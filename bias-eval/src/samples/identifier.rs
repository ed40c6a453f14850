//! Structured sample identifiers
//!
//! A sample id has six `-`-separated fields:
//! `category-identity-target-context-question-permutation`, e.g.
//! `Age-001a-002-amb-bsd-1`. The last character of the identity field marks
//! the polarity of the disambiguated context.

use serde::{Deserialize, Serialize};

use crate::error::{EvalError, EvalResult};

pub const ID_DELIMITER: char = '-';
pub const ID_FIELD_COUNT: usize = 6;

/// Whether the context carries enough information to answer
#[derive(Debug, Clone, Copy, PartialEq, Eq, Hash, Serialize, Deserialize)]
#[serde(rename_all = "lowercase")]
pub enum ContextCondition {
    Amb,
    Dis,
}

impl ContextCondition {
    pub fn as_str(&self) -> &'static str {
        match self {
            ContextCondition::Amb => "amb",
            ContextCondition::Dis => "dis",
        }
    }
}

impl std::fmt::Display for ContextCondition {
    fn fmt(&self, f: &mut std::fmt::Formatter<'_>) -> std::fmt::Result {
        f.write_str(self.as_str())
    }
}

impl std::str::FromStr for ContextCondition {
    type Err = String;

    fn from_str(s: &str) -> Result<Self, Self::Err> {
        match s {
            "amb" => Ok(ContextCondition::Amb),
            "dis" => Ok(ContextCondition::Dis),
            _ => Err(format!("unknown context marker '{}'", s)),
        }
    }
}

/// Framing of the question
#[derive(Debug, Clone, Copy, PartialEq, Eq, Hash, Serialize, Deserialize)]
#[serde(rename_all = "lowercase")]
pub enum QuestionType {
    /// Question phrased toward the stereotype
    Bsd,
    /// Question phrased against the stereotype
    Cnt,
}

impl QuestionType {
    pub fn as_str(&self) -> &'static str {
        match self {
            QuestionType::Bsd => "bsd",
            QuestionType::Cnt => "cnt",
        }
    }
}

impl std::fmt::Display for QuestionType {
    fn fmt(&self, f: &mut std::fmt::Formatter<'_>) -> std::fmt::Result {
        f.write_str(self.as_str())
    }
}

impl std::str::FromStr for QuestionType {
    type Err = String;

    fn from_str(s: &str) -> Result<Self, Self::Err> {
        match s {
            "bsd" => Ok(QuestionType::Bsd),
            "cnt" => Ok(QuestionType::Cnt),
            _ => Err(format!("unknown question marker '{}'", s)),
        }
    }
}

/// A validated sample identifier
#[derive(Debug, Clone, PartialEq, Eq, Hash, Serialize, Deserialize)]
pub struct SampleId {
    pub category: String,
    pub identity_variant: String,
    pub target_group: String,
    pub context: ContextCondition,
    pub question: QuestionType,
    pub permutation: u8,
}

impl SampleId {
    /// Parse and validate an identifier string
    pub fn parse(raw: &str) -> EvalResult<Self> {
        let invalid = |reason: String| EvalError::InvalidSampleId {
            sample_id: raw.to_string(),
            reason,
        };

        let fields: Vec<&str> = raw.trim().split(ID_DELIMITER).collect();
        if fields.len() != ID_FIELD_COUNT {
            return Err(invalid(format!(
                "expected {} fields, found {}",
                ID_FIELD_COUNT,
                fields.len()
            )));
        }
        if let Some(pos) = fields.iter().position(|f| f.is_empty()) {
            return Err(invalid(format!("field {} is empty", pos + 1)));
        }

        let context: ContextCondition = fields[3].parse().map_err(invalid)?;
        let question: QuestionType = fields[4].parse().map_err(invalid)?;
        let permutation = match fields[5] {
            "0" => 0,
            "1" => 1,
            "2" => 2,
            other => return Err(invalid(format!("permutation index '{}' not in 0..=2", other))),
        };

        Ok(Self {
            category: fields[0].to_string(),
            identity_variant: fields[1].to_string(),
            target_group: fields[2].to_string(),
            context,
            question,
            permutation,
        })
    }

    /// Trailing polarity marker of the identity variant
    pub fn polarity_char(&self) -> char {
        // identity_variant is non-empty after parse()
        self.identity_variant.chars().last().unwrap_or_default()
    }

    /// Identity variant with its polarity marker removed
    pub fn identity_prefix(&self) -> &str {
        let cut = self
            .identity_variant
            .char_indices()
            .last()
            .map(|(i, _)| i)
            .unwrap_or(0);
        &self.identity_variant[..cut]
    }

    /// Key shared by both polarities and all targets of one template
    pub fn template_id(&self) -> String {
        format!("{}{}{}", self.category, ID_DELIMITER, self.identity_prefix())
    }

    /// Key shared by the three permutations of one question
    pub fn question_id(&self) -> String {
        [
            self.category.as_str(),
            self.identity_variant.as_str(),
            self.target_group.as_str(),
            self.context.as_str(),
            self.question.as_str(),
        ]
        .join("-")
    }
}

impl std::fmt::Display for SampleId {
    fn fmt(&self, f: &mut std::fmt::Formatter<'_>) -> std::fmt::Result {
        write!(f, "{}{}{}", self.question_id(), ID_DELIMITER, self.permutation)
    }
}

impl std::str::FromStr for SampleId {
    type Err = EvalError;

    fn from_str(s: &str) -> Result<Self, Self::Err> {
        SampleId::parse(s)
    }
}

◆ ◆ ◆ ◆ ◆ ◆ ◆

Output every entry word for word.

filename bias-eval/src/samples/identifier.rs
repository ed40c6a453f14850
//! Structured sample identifiers
//!
//! A sample id has six `-`-separated fields:
//! `category-identity-target-context-question-permutation`, e.g.
//! `Age-001a-002-amb-bsd-1`. The last character of the identity field marks
//! the polarity of the disambiguated context.

use serde::{Deserialize, Serialize};

use crate::error::{EvalError, EvalResult};

pub const ID_DELIMITER: char = '-';
pub const ID_FIELD_COUNT: usize = 6;

/// Whether the context carries enough information to answer
#[derive(Debug, Clone, Copy, PartialEq, Eq, Hash, Serialize, Deserialize)]
#[serde(rename_all = "lowercase")]
pub enum ContextCondition {
    Amb,
    Dis,
}

impl ContextCondition {
    pub fn as_str(&self) -> &'static str {
        match self {
            ContextCondition::Amb => "amb",
            ContextCondition::Dis => "dis",
        }
    }
}

impl std::fmt::Display for ContextCondition {
    fn fmt(&self, f: &mut std::fmt::Formatter<'_>) -> std::fmt::Result {
        f.write_str(self.as_str())
    }
}

impl std::str::FromStr for ContextCondition {
    type Err = String;

    fn from_str(s: &str) -> Result<Self, Self::Err> {
        match s {
            "amb" => Ok(ContextCondition::Amb),
            "dis" => Ok(ContextCondition::Dis),
            _ => Err(format!("unknown context marker '{}'", s)),
        }
    }
}

/// Framing of the question
#[derive(Debug, Clone, Copy, PartialEq, Eq, Hash, Serialize, Deserialize)]
#[serde(rename_all = "lowercase")]
pub enum QuestionType {
    /// Question phrased toward the stereotype
    Bsd,
    /// Question phrased against the stereotype
    Cnt,
}

impl QuestionType {
    pub fn as_str(&self) -> &'static str {
        match self {
            QuestionType::Bsd => "bsd",
            QuestionType::Cnt => "cnt",
        }
    }
}

impl std::fmt::Display for QuestionType {
    fn fmt(&self, f: &mut std::fmt::Formatter<'_>) -> std::fmt::Result {
        f.write_str(self.as_str())
    }
}

impl std::str::FromStr for QuestionType {
    type Err = String;

    fn from_str(s: &str) -> Result<Self, Self::Err> {
        match s {
            "bsd" => Ok(QuestionType::Bsd),
            "cnt" => Ok(QuestionType::Cnt),
            _ => Err(format!("unknown question marker '{}'", s)),
        }
    }
}

/// A validated sample identifier
#[derive(Debug, Clone, PartialEq, Eq, Hash, Serialize, Deserialize)]
pub struct SampleId {
    pub category: String,
    pub identity_variant: String,
    pub target_group: String,
    pub context: ContextCondition,
    pub question: QuestionType,
    pub permutation: u8,
}

impl SampleId {
    /// Parse and validate an identifier string
    pub fn parse(raw: &str) -> EvalResult<Self> {
        let invalid = |reason: String| EvalError::InvalidSampleId {
            sample_id: raw.to_string(),
            reason,
        };

        let fields: Vec<&str> = raw.trim().split(ID_DELIMITER).collect();
        if fields.len() != ID_FIELD_COUNT {
            return Err(invalid(format!(
                "expected {} fields, found {}",
                ID_FIELD_COUNT,
                fields.len()
            )));
        }
        if let Some(pos) = fields.iter().position(|f| f.is_empty()) {
            return Err(invalid(format!("field {} is empty", pos + 1)));
        }

        let context: ContextCondition = fields[3].parse().map_err(invalid)?;
        let question: QuestionType = fields[4].parse().map_err(invalid)?;
        let permutation = match fields[5] {
            "0" => 0,
            "1" => 1,
            "2" => 2,
            other => return Err(invalid(format!("permutation index '{}' not in 0..=2", other))),
        };

        Ok(Self {
            category: fields[0].to_string(),
            identity_variant: fields[1].to_string(),
            target_group: fields[2].to_string(),
            context,
            question,
            permutation,
        })
    }

    /// Trailing polarity marker of the identity variant
    pub fn polarity_char(&self) -> char {
        // identity_variant is non-empty after parse()
        self.identity_variant.chars().last().unwrap_or_default()
    }

    /// Identity variant with its polarity marker removed
    pub fn identity_prefix(&self) -> &str {
        let cut = self
            .identity_variant
            .char_indices()
            .last()
            .map(|(i, _)| i)
            .unwrap_or(0);
        &self.identity_variant[..cut]
    }

    /// Key shared by both polarities and all targets of one template
    pub fn template_id(&self) -> String {
        format!("{}{}{}", self.category, ID_DELIMITER, self.identity_prefix())
    }

    /// Key shared by the three permutations of one question
    pub fn question_id(&self) -> String {
        [
            self.category.as_str(),
            self.identity_variant.as_str(),
            self.target_group.as_str(),
            self.context.as_str(),
            self.question.as_str(),
        ]
        .join("-")
    }
}

impl std::fmt::Display for SampleId {
    fn fmt(&self, f: &mut std::fmt::Formatter<'_>) -> std::fmt::Result {
        write!(f, "{}{}{}", self.question_id(), ID_DELIMITER, self.permutation)
    }
}

impl std::str::FromStr for SampleId {
    type Err = EvalError;

    fn from_str(s: &str) -> Result<Self, Self::Err> {
        SampleId::parse(s)
    }
}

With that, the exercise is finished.